Other benefits that respondents said would most help them reach their financial goals included:

  • Paid time off (33%)
  • A pension (31%)
  • Flexible work hours (21%)
  • Working remotely (15%)
  • Student loan forgiveness (15%)
  • Additional skills training (14%)
  • Tuition reimbursement (11%)
  • Paid parental leave (7%)

Members of three generations — Baby Boomers, Generation Xers, and Millennials — all chose health insurance and 401(k) matches most frequently as the benefits that would most improve their financial standing.

However, Millennials (37%) and Gen Xers (33%) were more likely than Boomers (24%) to choose paid time off as a benefit that would help them financially, and Millennials (26%) were more likely than either Gen Xers (15%) or Boomers (15%) to say that flexible working hours would improve their finances.

Boomers (54%) were also far more likely than either Gen Xers (34%) or Millennials (16%) to say a pension would improve their financial standing.
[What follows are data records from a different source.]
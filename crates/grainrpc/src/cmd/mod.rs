use std::path::PathBuf;
use std::sync::Arc;
use std::time::Duration;

use clap::{Args, Subcommand};
use grainrpc_endpoint::{Endpoint, EndpointSettings, SharedSecretAuthenticator};
use grainrpc_transport::EndpointAddr;

use crate::exit::{endpoint_error, transport_error, CliError, CliResult, USAGE};
use crate::output::OutputFormat;

pub mod call;
pub mod probe;
pub mod serve;
pub mod version;

#[derive(Subcommand, Debug)]
pub enum Command {
    /// Host an echo grain until interrupted.
    Serve(ServeArgs),
    /// Call the echo grain of a running server once.
    Call(CallArgs),
    /// Connect, measure the roundtrip time and print connection details.
    Probe(ProbeArgs),
    /// Show version information.
    Version(VersionArgs),
}

pub fn run(command: Command, global: &GlobalOptions, format: OutputFormat) -> CliResult<i32> {
    match command {
        Command::Serve(args) => serve::run(args, global, format),
        Command::Call(args) => call::run(args, global, format),
        Command::Probe(args) => probe::run(args, global, format),
        Command::Version(args) => version::run(args),
    }
}

/// Options shared by every command that creates an endpoint.
#[derive(Debug, Default)]
pub struct GlobalOptions {
    pub settings: Option<PathBuf>,
}

#[derive(Args, Debug)]
pub struct ServeArgs {
    /// Address to bind (tcp://host:port, unix:///path, or host:port).
    pub addr: String,
    /// Grain id of the echo servant.
    #[arg(long, default_value_t = grainrpc::echo::DEFAULT_ECHO_GRAIN)]
    pub grain: u64,
    /// Require clients to prove knowledge of this secret.
    #[arg(long, env = "GRAINRPC_SECRET", hide_env_values = true)]
    pub secret: Option<String>,
    /// Endpoint name announced during the handshake.
    #[arg(long, default_value = "grainrpc-serve")]
    pub name: String,
}

#[derive(Args, Debug)]
pub struct CallArgs {
    /// Address of the server.
    pub addr: String,
    /// Grain id of the echo servant.
    #[arg(long, default_value_t = grainrpc::echo::DEFAULT_ECHO_GRAIN)]
    pub grain: u64,
    /// Message to echo.
    #[arg(long, short = 'm')]
    pub message: String,
    /// Secret used to answer the server's challenge.
    #[arg(long, env = "GRAINRPC_SECRET", hide_env_values = true)]
    pub secret: Option<String>,
    /// Connection timeout (e.g. 5s, 500ms).
    #[arg(long, default_value = "5s")]
    pub timeout: String,
}

#[derive(Args, Debug)]
pub struct ProbeArgs {
    /// Address of the server.
    pub addr: String,
    /// Secret used to answer the server's challenge.
    #[arg(long, env = "GRAINRPC_SECRET", hide_env_values = true)]
    pub secret: Option<String>,
    /// Connection timeout (e.g. 5s, 500ms).
    #[arg(long, default_value = "5s")]
    pub timeout: String,
    /// How long to collect latency samples before reporting.
    #[arg(long, default_value = "500ms")]
    pub sample_for: String,
}

#[derive(Args, Debug)]
pub struct VersionArgs {
    /// Show extended build provenance.
    #[arg(long)]
    pub extended: bool,
}

pub fn parse_addr(input: &str) -> CliResult<EndpointAddr> {
    input
        .parse()
        .map_err(|err| transport_error("invalid address", err))
}

pub fn parse_duration(input: &str) -> CliResult<Duration> {
    let input = input.trim();
    if input.is_empty() {
        return Err(CliError::new(USAGE, "duration must not be empty"));
    }

    let (number, unit) = if let Some(num) = input.strip_suffix("ms") {
        (num, "ms")
    } else if let Some(num) = input.strip_suffix('s') {
        (num, "s")
    } else {
        (input, "s")
    };

    let value: u64 = number
        .parse()
        .map_err(|_| CliError::new(USAGE, format!("invalid duration value: {input}")))?;

    if value == 0 {
        return Err(CliError::new(USAGE, "duration must be greater than zero"));
    }

    Ok(match unit {
        "ms" => Duration::from_millis(value),
        _ => Duration::from_secs(value),
    })
}

pub fn load_settings(global: &GlobalOptions) -> CliResult<EndpointSettings> {
    match &global.settings {
        Some(path) => EndpointSettings::from_json_file(path)
            .map_err(|err| endpoint_error("failed to load settings", err)),
        None => Ok(EndpointSettings::default()),
    }
}

/// Builds an endpoint that answers the peer's challenge with `secret`
/// when one is given.
pub fn build_endpoint(
    name: &str,
    settings: EndpointSettings,
    secret: Option<&str>,
) -> CliResult<Endpoint> {
    let mut builder = Endpoint::builder(name).with_settings(settings);
    if let Some(secret) = secret {
        builder =
            builder.with_client_authenticator(Arc::new(SharedSecretAuthenticator::new(secret)));
    }
    builder
        .build()
        .map_err(|err| endpoint_error("failed to create endpoint", err))
}
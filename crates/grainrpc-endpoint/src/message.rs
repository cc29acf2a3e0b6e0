use grainrpc_frame::{Frame, MessageKind};
use serde::{Deserialize, Serialize};
use serde_json::Value;

use crate::codec;
use crate::error::{CallResult, EndpointError, Result, RpcError};
use crate::ids::{GrainId, RpcId};

/// A method invocation sent to the grain `grain_id` of the peer.
#[derive(Debug, Clone, PartialEq, Serialize, Deserialize)]
pub struct Invocation {
    pub rpc_id: RpcId,
    pub grain_id: GrainId,
    pub interface: String,
    pub method: String,
    pub args: Vec<Value>,
    /// No result is sent back for one-way invocations.
    #[serde(default)]
    pub one_way: bool,
}

/// The answer to an [`Invocation`].
#[derive(Debug, Clone, PartialEq, Serialize, Deserialize)]
pub struct MethodResult {
    pub rpc_id: RpcId,
    pub outcome: Outcome,
}

#[derive(Debug, Clone, PartialEq, Serialize, Deserialize)]
#[serde(rename_all = "snake_case")]
pub enum Outcome {
    Return(Value),
    Exception(Value),
}

impl Outcome {
    pub fn from_result(result: CallResult<Value>) -> Self {
        match result {
            Ok(value) => Outcome::Return(value),
            Err(err) => Outcome::Exception(codec::exception_to_value(&err)),
        }
    }

    pub fn into_result(self) -> CallResult<Value> {
        match self {
            Outcome::Return(value) => Ok(value),
            Outcome::Exception(record) => Err(codec::exception_from_value(record)),
        }
    }
}

/// Proxies the sender no longer uses. The receiver may drop the matching
/// implicit servants.
#[derive(Debug, Clone, PartialEq, Eq, Serialize, Deserialize)]
pub struct Release {
    pub grains: Vec<ReleasedGrain>,
}

/// One collected proxy and the number of references to its grain the
/// sender received while the proxy was alive.
///
/// The receiver keeps the servant if it handed out more references than
/// that, since those are still in flight towards the sender.
#[derive(Debug, Clone, Copy, PartialEq, Eq, Serialize, Deserialize)]
pub struct ReleasedGrain {
    pub grain_id: GrainId,
    pub references: u64,
}

/// Every message exchanged after the handshake.
#[derive(Debug, Clone, PartialEq)]
pub enum Message {
    Call(Invocation),
    Result(MethodResult),
    Goodbye,
    Release(Release),
}

impl Message {
    pub fn kind(&self) -> MessageKind {
        match self {
            Message::Call(_) => MessageKind::Call,
            Message::Result(_) => MessageKind::Result,
            Message::Goodbye => MessageKind::Goodbye,
            Message::Release(_) => MessageKind::Release,
        }
    }

    pub fn encode(&self) -> Result<Frame> {
        let mut payload = Vec::new();
        let written = match self {
            Message::Call(invocation) => codec::write_value(&mut payload, invocation),
            Message::Result(result) => codec::write_value(&mut payload, result),
            Message::Goodbye => Ok(()),
            Message::Release(release) => codec::write_value(&mut payload, release),
        };
        written.map_err(EndpointError::Marshal)?;
        Ok(Frame::new(self.kind(), payload))
    }

    pub fn decode(frame: &Frame) -> Result<Self> {
        let payload = &frame.payload[..];
        let message = match frame.kind {
            MessageKind::Call => Message::Call(read(payload)?),
            MessageKind::Result => Message::Result(read(payload)?),
            MessageKind::Goodbye => Message::Goodbye,
            MessageKind::Release => Message::Release(read(payload)?),
            MessageKind::Handshake => {
                return Err(EndpointError::Handshake(
                    "unexpected handshake message on an established connection".to_string(),
                ))
            }
        };
        Ok(message)
    }
}

fn read<T: serde::de::DeserializeOwned>(payload: &[u8]) -> Result<T> {
    codec::read_value(payload).map_err(EndpointError::Marshal)
}

impl From<RpcError> for Outcome {
    fn from(err: RpcError) -> Self {
        Outcome::from_result(Err(err))
    }
}
/// Errors that can occur during frame encoding/decoding.
#[derive(Debug, thiserror::Error)]
pub enum FrameError {
    /// The frame header has an invalid magic number.
    #[error("invalid frame magic (expected 0x4752 \"GR\")")]
    InvalidMagic,

    /// The message kind byte is not one this version understands.
    #[error("unknown message kind {0}")]
    UnknownKind(u8),

    /// Reserved header flags were set.
    #[error("unsupported frame flags {0:#04x}")]
    UnsupportedFlags(u8),

    /// The payload exceeds the maximum allowed size.
    #[error("payload too large: {size} bytes (max {max})")]
    PayloadTooLarge { size: usize, max: usize },

    /// An I/O error occurred.
    #[error("frame I/O error: {0}")]
    Io(#[from] std::io::Error),

    /// The stream ended (EOF) cleanly or mid-frame.
    #[error("connection closed")]
    ConnectionClosed,
}

impl FrameError {
    /// True when the error is a read/write timeout rather than a broken stream.
    pub fn is_timeout(&self) -> bool {
        matches!(
            self,
            FrameError::Io(err)
                if err.kind() == std::io::ErrorKind::WouldBlock
                    || err.kind() == std::io::ErrorKind::TimedOut
        )
    }
}

pub type Result<T> = std::result::Result<T, FrameError>;
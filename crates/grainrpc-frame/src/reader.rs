use std::io::{ErrorKind, Read};

use bytes::BytesMut;
use grainrpc_transport::Stream;

use crate::codec::{decode_frame, Frame, FrameConfig};
use crate::error::{FrameError, Result};

const INITIAL_BUFFER_CAPACITY: usize = 8 * 1024;
const READ_CHUNK_SIZE: usize = 8 * 1024;

/// Reads complete frames from any `Read` stream.
///
/// Handles partial reads internally; callers always get complete frames.
pub struct FrameReader<T> {
    inner: T,
    buf: BytesMut,
    config: FrameConfig,
    frames_read: u64,
    bytes_read: u64,
}

impl<T: Read> FrameReader<T> {
    /// Create a new frame reader with default configuration.
    pub fn new(inner: T) -> Self {
        Self::with_config(inner, FrameConfig::default())
    }

    /// Create a new frame reader with explicit configuration.
    pub fn with_config(inner: T, config: FrameConfig) -> Self {
        Self {
            inner,
            buf: BytesMut::with_capacity(INITIAL_BUFFER_CAPACITY),
            config,
            frames_read: 0,
            bytes_read: 0,
        }
    }

    /// Read the next complete frame (blocking).
    ///
    /// Returns `Err(FrameError::ConnectionClosed)` when EOF is reached, also
    /// when EOF cuts a frame in half.
    pub fn read_frame(&mut self) -> Result<Frame> {
        loop {
            if let Some(frame) = decode_frame(&mut self.buf, self.config.max_payload_size)? {
                self.frames_read += 1;
                self.bytes_read += frame.wire_size() as u64;
                return Ok(frame);
            }

            let mut chunk = [0u8; READ_CHUNK_SIZE];
            let read = match self.inner.read(&mut chunk) {
                Ok(n) => n,
                Err(err) if err.kind() == ErrorKind::Interrupted => continue,
                Err(err) => return Err(FrameError::Io(err)),
            };

            if read == 0 {
                return Err(FrameError::ConnectionClosed);
            }

            self.buf.extend_from_slice(&chunk[..read]);
        }
    }

    /// Number of complete frames decoded so far.
    pub fn frames_read(&self) -> u64 {
        self.frames_read
    }

    /// Number of wire bytes (headers included) in decoded frames.
    pub fn bytes_read(&self) -> u64 {
        self.bytes_read
    }

    /// Borrow the underlying stream.
    pub fn get_ref(&self) -> &T {
        &self.inner
    }

    /// Mutably borrow the underlying stream.
    pub fn get_mut(&mut self) -> &mut T {
        &mut self.inner
    }

    /// Consume the reader and return the inner stream.
    pub fn into_inner(self) -> T {
        self.inner
    }

    /// Update maximum payload size for subsequent frame decoding.
    pub fn set_max_payload_size(&mut self, max_payload_size: usize) {
        self.config.max_payload_size = max_payload_size;
    }

    /// Current frame reader configuration.
    pub fn config(&self) -> &FrameConfig {
        &self.config
    }
}

impl FrameReader<Stream> {
    /// Create a frame reader for a transport [`Stream`], applying the read timeout from config.
    pub fn with_config_stream(inner: Stream, config: FrameConfig) -> Result<Self> {
        inner
            .set_read_timeout(config.read_timeout)
            .map_err(crate::writer::transport_to_frame_error)?;
        Ok(Self::with_config(inner, config))
    }

    /// Change the read timeout of the underlying stream.
    pub fn set_read_timeout(&mut self, timeout: Option<std::time::Duration>) -> Result<()> {
        self.config.read_timeout = timeout;
        self.inner
            .set_read_timeout(timeout)
            .map_err(crate::writer::transport_to_frame_error)
    }
}
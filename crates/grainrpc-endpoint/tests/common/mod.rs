#![allow(dead_code)]

use std::sync::atomic::{AtomicU64, Ordering};
use std::sync::{Arc, Mutex};
use std::thread;
use std::time::{Duration, Instant};

use grainrpc_endpoint::{
    remote_interface, ByRef, CallResult, Endpoint, EndpointAddr, EndpointSettings, LatencySettings,
    RpcError, Task,
};
use serde::{Deserialize, Serialize};

remote_interface! {
    /// Plain arithmetic used by most tests.
    pub trait Calculator as "tests.Calculator" {
        fn add(&self, a: i64, b: i64) -> CallResult<i64>;
        fn divide(&self, a: i64, b: i64) -> CallResult<i64>;
        fn slow_echo(&self, value: String, delay_ms: u64) -> CallResult<String>;
        fn deferred(&self, value: i64) -> Task<i64>;
        fn unstarted(&self) -> Task<i64>;
    }
}

remote_interface! {
    pub trait Other as "tests.Other" {
        fn name(&self) -> CallResult<String>;
    }
}

#[derive(Debug, Clone, PartialEq, Serialize, Deserialize, thiserror::Error)]
#[error("cannot divide {dividend} by zero")]
pub struct DivideByZero {
    pub dividend: i64,
}

pub struct Calc;

impl Calculator for Calc {
    fn add(&self, a: i64, b: i64) -> CallResult<i64> {
        Ok(a + b)
    }

    fn divide(&self, a: i64, b: i64) -> CallResult<i64> {
        if b == 0 {
            return Err(RpcError::typed(&DivideByZero { dividend: a }));
        }
        Ok(a / b)
    }

    fn slow_echo(&self, value: String, delay_ms: u64) -> CallResult<String> {
        thread::sleep(Duration::from_millis(delay_ms));
        Ok(value)
    }

    fn deferred(&self, value: i64) -> Task<i64> {
        Task::spawn(move || {
            thread::sleep(Duration::from_millis(10));
            Ok(value * 2)
        })
    }

    fn unstarted(&self) -> Task<i64> {
        Task::new(|| Ok(1))
    }
}

remote_interface! {
    /// Records the order in which calls arrive.
    pub trait Journal as "tests.Journal" {
        #[dispatch(SerializePerObject)]
        fn append(&self, value: u64) -> CallResult<()>;
        fn entries(&self) -> CallResult<Vec<u64>>;
        #[dispatch(Async)]
        fn note(&self, value: u64) -> CallResult<()>;
    }
}

#[derive(Default)]
pub struct Log {
    entries: Mutex<Vec<u64>>,
    active: AtomicU64,
    pub max_active: AtomicU64,
}

impl Journal for Log {
    fn append(&self, value: u64) -> CallResult<()> {
        let active = self.active.fetch_add(1, Ordering::SeqCst) + 1;
        self.max_active.fetch_max(active, Ordering::SeqCst);
        thread::sleep(Duration::from_millis(1));
        self.entries.lock().unwrap().push(value);
        self.active.fetch_sub(1, Ordering::SeqCst);
        Ok(())
    }

    fn entries(&self) -> CallResult<Vec<u64>> {
        Ok(self.entries.lock().unwrap().clone())
    }

    fn note(&self, value: u64) -> CallResult<()> {
        self.entries.lock().unwrap().push(value);
        Ok(())
    }
}

remote_interface! {
    /// Hands out and takes back objects by reference.
    pub trait Directory as "tests.Directory" {
        fn create(&self, name: String) -> CallResult<ByRef<dyn Other>>;
        fn is_same(&self, first: ByRef<dyn Other>, second: ByRef<dyn Other>) -> CallResult<bool>;
        fn remember(&self, item: ByRef<dyn Other>) -> CallResult<()>;
        fn recall(&self) -> CallResult<Option<ByRef<dyn Other>>>;
        fn forget(&self) -> CallResult<()>;
        /// Calls back into `item` without keeping it.
        fn describe(&self, item: ByRef<dyn Other>) -> CallResult<String>;
    }
}

pub struct Named(pub String);

impl Other for Named {
    fn name(&self) -> CallResult<String> {
        Ok(self.0.clone())
    }
}

#[derive(Default)]
pub struct Shelf {
    remembered: Mutex<Option<ByRef<dyn Other>>>,
}

impl Directory for Shelf {
    fn create(&self, name: String) -> CallResult<ByRef<dyn Other>> {
        Ok(ByRef::new(Arc::new(Named(name)) as Arc<dyn Other>))
    }

    fn is_same(&self, first: ByRef<dyn Other>, second: ByRef<dyn Other>) -> CallResult<bool> {
        Ok(first.ptr_eq(&second))
    }

    fn remember(&self, item: ByRef<dyn Other>) -> CallResult<()> {
        *self.remembered.lock().unwrap() = Some(item);
        Ok(())
    }

    fn recall(&self) -> CallResult<Option<ByRef<dyn Other>>> {
        Ok(self.remembered.lock().unwrap().clone())
    }

    fn forget(&self) -> CallResult<()> {
        self.remembered.lock().unwrap().take();
        Ok(())
    }

    fn describe(&self, item: ByRef<dyn Other>) -> CallResult<String> {
        item.name()
    }
}

remote_interface! {
    /// Counts how many calls overlap.
    pub trait Gauge as "tests.Gauge" {
        #[dispatch(SerializePerType)]
        fn per_type(&self) -> CallResult<()>;
        #[dispatch(SerializePerMethod)]
        fn per_method(&self) -> CallResult<()>;
    }
}

/// Several meters can share one pair of counters.
#[derive(Clone, Default)]
pub struct Meter {
    active: Arc<AtomicU64>,
    pub max_active: Arc<AtomicU64>,
}

impl Meter {
    fn measure(&self) -> CallResult<()> {
        let active = self.active.fetch_add(1, Ordering::SeqCst) + 1;
        self.max_active.fetch_max(active, Ordering::SeqCst);
        thread::sleep(Duration::from_millis(1));
        self.active.fetch_sub(1, Ordering::SeqCst);
        Ok(())
    }
}

impl Gauge for Meter {
    fn per_type(&self) -> CallResult<()> {
        self.measure()
    }

    fn per_method(&self) -> CallResult<()> {
        self.measure()
    }
}

remote_interface! {
    /// A serialized method that calls back into its own key.
    pub trait Relay as "tests.Relay" {
        #[dispatch(SerializePerObject)]
        fn outer(&self, caller: ByRef<dyn Caller>) -> CallResult<i64>;
        #[dispatch(SerializePerObject)]
        fn inner(&self) -> CallResult<i64>;
    }
}

remote_interface! {
    pub trait Caller as "tests.Caller" {
        fn call_back(&self) -> CallResult<i64>;
    }
}

pub struct Loop;

impl Relay for Loop {
    fn outer(&self, caller: ByRef<dyn Caller>) -> CallResult<i64> {
        caller.call_back()
    }

    fn inner(&self) -> CallResult<i64> {
        Ok(42)
    }
}

/// Lives on the calling side and reenters the relay.
pub struct Bounce(pub Arc<dyn Relay>);

impl Caller for Bounce {
    fn call_back(&self) -> CallResult<i64> {
        self.0.inner()
    }
}

/// Settings that keep tests fast and quiet.
pub fn fast_settings() -> EndpointSettings {
    EndpointSettings::default()
        .with_handshake_timeout(Duration::from_secs(5))
        .with_gc_interval(Duration::from_millis(20))
        .with_latency(LatencySettings::default().with_measurements(false))
}

pub fn endpoint(name: &str) -> Endpoint {
    Endpoint::builder(name)
        .with_settings(fast_settings())
        .build()
        .expect("endpoint should build")
}

pub fn listen(server: &Endpoint) -> EndpointAddr {
    server
        .bind(&EndpointAddr::loopback(0))
        .expect("server should bind")
}

/// A bound server and a client connected to it.
pub fn connected_pair() -> (Endpoint, Endpoint, EndpointAddr) {
    let server = endpoint("server");
    let addr = listen(&server);
    let client = endpoint("client");
    client.connect(&addr).expect("client should connect");
    assert!(
        wait_until(Duration::from_secs(5), || server.is_connected()),
        "server should see the connection"
    );
    (server, client, addr)
}

pub fn wait_until(timeout: Duration, mut condition: impl FnMut() -> bool) -> bool {
    let deadline = Instant::now() + timeout;
    loop {
        if condition() {
            return true;
        }
        if Instant::now() >= deadline {
            return false;
        }
        thread::sleep(Duration::from_millis(5));
    }
}
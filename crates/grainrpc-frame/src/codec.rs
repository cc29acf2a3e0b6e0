use bytes::{Buf, BufMut, Bytes, BytesMut};

use crate::error::{FrameError, Result};
use crate::kind::MessageKind;

/// Frame header: magic (2) + length (4) + kind (1) + flags (1) = 8 bytes.
pub const HEADER_SIZE: usize = 8;

/// Magic bytes: "GR" (0x47 0x52).
pub const MAGIC: [u8; 2] = [0x47, 0x52];

/// Default maximum payload size: 16 MiB.
pub const DEFAULT_MAX_PAYLOAD: usize = 16 * 1024 * 1024;

/// A framed message.
#[derive(Debug, Clone)]
pub struct Frame {
    pub kind: MessageKind,
    pub payload: Bytes,
}

impl Frame {
    pub fn new(kind: MessageKind, payload: impl Into<Bytes>) -> Self {
        Self {
            kind,
            payload: payload.into(),
        }
    }

    /// The total wire size of this frame (header + payload).
    pub fn wire_size(&self) -> usize {
        HEADER_SIZE + self.payload.len()
    }
}

/// Encode a frame into the wire format.
///
/// ```text
/// ┌────────────┬───────────┬────────┬────────┬────────────────┐
/// │ Magic (2B) │ Length    │ Kind   │ Flags  │ Payload        │
/// │ 0x47 0x52  │ (4B LE)   │ (1B)   │ (1B)=0 │ (Length bytes) │
/// └────────────┴───────────┴────────┴────────┴────────────────┘
/// ```
pub fn encode_frame(kind: MessageKind, payload: &[u8], dst: &mut BytesMut) -> Result<()> {
    if payload.len() > u32::MAX as usize {
        return Err(FrameError::PayloadTooLarge {
            size: payload.len(),
            max: u32::MAX as usize,
        });
    }

    dst.reserve(HEADER_SIZE + payload.len());
    dst.put_slice(&MAGIC);
    dst.put_u32_le(payload.len() as u32);
    dst.put_u8(kind.as_u8());
    dst.put_u8(0);
    dst.put_slice(payload);
    Ok(())
}

/// Decode a frame from a buffer.
///
/// Returns `Ok(None)` if the buffer doesn't contain a complete frame yet.
/// On success, consumes the frame bytes from the buffer.
pub fn decode_frame(src: &mut BytesMut, max_payload: usize) -> Result<Option<Frame>> {
    if src.len() < HEADER_SIZE {
        return Ok(None);
    }

    if src[0..2] != MAGIC {
        return Err(FrameError::InvalidMagic);
    }

    let payload_len = u32::from_le_bytes([src[2], src[3], src[4], src[5]]) as usize;
    let kind = MessageKind::try_from(src[6])?;
    if src[7] != 0 {
        return Err(FrameError::UnsupportedFlags(src[7]));
    }

    if payload_len > max_payload {
        return Err(FrameError::PayloadTooLarge {
            size: payload_len,
            max: max_payload,
        });
    }

    let total = HEADER_SIZE + payload_len;
    if src.len() < total {
        return Ok(None);
    }

    src.advance(HEADER_SIZE);
    let payload = src.split_to(payload_len).freeze();
    Ok(Some(Frame { kind, payload }))
}

/// Configuration for the frame codec.
#[derive(Debug, Clone)]
pub struct FrameConfig {
    /// Maximum payload size in bytes. Default: 16 MiB.
    pub max_payload_size: usize,
    /// Read timeout for blocking operations.
    pub read_timeout: Option<std::time::Duration>,
    /// Write timeout for blocking operations.
    pub write_timeout: Option<std::time::Duration>,
}

impl Default for FrameConfig {
    fn default() -> Self {
        Self {
            max_payload_size: DEFAULT_MAX_PAYLOAD,
            read_timeout: None,
            write_timeout: None,
        }
    }
}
The chart below presents a detailed breakdown of how each generation responded:

Top benefits


The survey also suggested that many employed Americans are overestimating the value of their benefits, Respondents said their benefits made up about 40% of their total compensation, on average, whereas benefits only made up 31.7% of average annual compensation in 2018, according to the U.S. Bureau of Labor Statistics.  

Nearly one-third of employed respondents said they planned to change jobs in the next year. Before doing so, they should take time first to understand how their benefits work and which will serve their financial situations best, said David Almonte, CPA, a member of the AICPA’s National CPA Financial Literacy Commission.

Not understanding their benefits could put them at a disadvantage when negotiating for a job offer, Almonte said. “It is extremely hard to get what you want when you are not even sure what cards you hold,” he said. “You may be putting too much or too little weight on one piece of the puzzle, when really, your focus should be elsewhere (whether it be salary dollars or a specific benefit).”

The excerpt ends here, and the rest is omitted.